**Your assignment**
The full data, repeated exactly, is the only answer needed.

Excerpts from a dataset
__________________________________________________
use std::time::{Duration, Instant};

use reqwest::{Client, Response};

use super::request::CheckRequest;
use crate::error::{Error, Result};

const USER_AGENT: &str = concat!("statoo/", env!("CARGO_PKG_VERSION"));

/// The response to a single GET, body still unread.
pub struct Probe {
    pub response: Response,
    pub elapsed: Duration,
}

/// Builds a client for one request.
///
/// Transparent decompression stays off: `Accept-Encoding` is set by hand
/// and gzip bodies are decoded while interpreting the response.
///
/// # Errors
///
/// [`Error::RequestConstruction`] if the TLS backend cannot be initialised.
pub fn build_client(request: &CheckRequest) -> Result<Client> {
    Client::builder()
        .timeout(request.timeout)
        .danger_accept_invalid_certs(request.insecure)
        .user_agent(USER_AGENT)
        .build()
        .map_err(Error::RequestConstruction)
}

/// Headers to send, in order.
///
/// A later header replaces any earlier one with the same name, including
/// the default `Accept-Encoding: gzip`. With basic auth configured any
/// `Authorization` header is dropped so the credentials win.
pub fn effective_headers(request: &CheckRequest) -> Vec<(&str, &str)> {
    let mut headers = vec![("Accept-Encoding", "gzip")];

    for header in &request.request_headers {
        headers.retain(|(name, _)| !name.eq_ignore_ascii_case(&header.name));
        headers.push((header.name.as_str(), header.value.as_str()));
    }

    if request.auth.is_some() {
        headers.retain(|(name, _)| !name.eq_ignore_ascii_case("authorization"));
    }

    headers
}

/// Sends the GET and waits for the response head.
///
/// # Errors
///
/// [`Error::RequestConstruction`] when a header name or value is not valid
/// http, [`Error::Network`] for connection, TLS, DNS or timeout failures.
pub async fn probe_url(client: &Client, request: &CheckRequest) -> Result<Probe> {
    let mut builder = client.get(request.url.clone());

    for (name, value) in effective_headers(request) {
        builder = builder.header(name, value);
    }

    if let Some(auth) = &request.auth {
        builder = builder.basic_auth(&auth.username, Some(&auth.password));
    }

    let req = builder.build().map_err(Error::RequestConstruction)?;

    log::debug!("GET {} (timeout {:?})", request.url, request.timeout);

    let start = Instant::now();
    let response = client.execute(req).await.map_err(Error::Network)?;
    let elapsed = start.elapsed();

    log::info!(
        "{} -> {} in {:.2}ms",
        request.target,
        response.status().as_u16(),
        elapsed.as_secs_f64() * 1000.0
    );

    Ok(Probe { response, elapsed })
}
__________________________________________________
**Answer section**
use std::time::{Duration, Instant};

use reqwest::{Client, Response};

use super::request::CheckRequest;
use crate::error::{Error, Result};

const USER_AGENT: &str = concat!("statoo/", env!("CARGO_PKG_VERSION"));

/// The response to a single GET, body still unread.
pub struct Probe {
    pub response: Response,
    pub elapsed: Duration,
}

/// Builds a client for one request.
///
/// Transparent decompression stays off: `Accept-Encoding` is set by hand
/// and gzip bodies are decoded while interpreting the response.
///
/// # Errors
///
/// [`Error::RequestConstruction`] if the TLS backend cannot be initialised.
pub fn build_client(request: &CheckRequest) -> Result<Client> {
    Client::builder()
        .timeout(request.timeout)
        .danger_accept_invalid_certs(request.insecure)
        .user_agent(USER_AGENT)
        .build()
        .map_err(Error::RequestConstruction)
}

/// Headers to send, in order.
///
/// A later header replaces any earlier one with the same name, including
/// the default `Accept-Encoding: gzip`. With basic auth configured any
/// `Authorization` header is dropped so the credentials win.
pub fn effective_headers(request: &CheckRequest) -> Vec<(&str, &str)> {
    let mut headers = vec![("Accept-Encoding", "gzip")];

    for header in &request.request_headers {
        headers.retain(|(name, _)| !name.eq_ignore_ascii_case(&header.name));
        headers.push((header.name.as_str(), header.value.as_str()));
    }

    if request.auth.is_some() {
        headers.retain(|(name, _)| !name.eq_ignore_ascii_case("authorization"));
    }

    headers
}

/// Sends the GET and waits for the response head.
///
/// # Errors
///
/// [`Error::RequestConstruction`] when a header name or value is not valid
/// http, [`Error::Network`] for connection, TLS, DNS or timeout failures.
pub async fn probe_url(client: &Client, request: &CheckRequest) -> Result<Probe> {
    let mut builder = client.get(request.url.clone());

    for (name, value) in effective_headers(request) {
        builder = builder.header(name, value);
    }

    if let Some(auth) = &request.auth {
        builder = builder.basic_auth(&auth.username, Some(&auth.password));
    }

    let req = builder.build().map_err(Error::RequestConstruction)?;

    log::debug!("GET {} (timeout {:?})", request.url, request.timeout);

    let start = Instant::now();
    let response = client.execute(req).await.map_err(Error::Network)?;
    let elapsed = start.elapsed();

    log::info!(
        "{} -> {} in {:.2}ms",
        request.target,
        response.status().as_u16(),
        elapsed.as_secs_f64() * 1000.0
    );

    Ok(Probe { response, elapsed })
}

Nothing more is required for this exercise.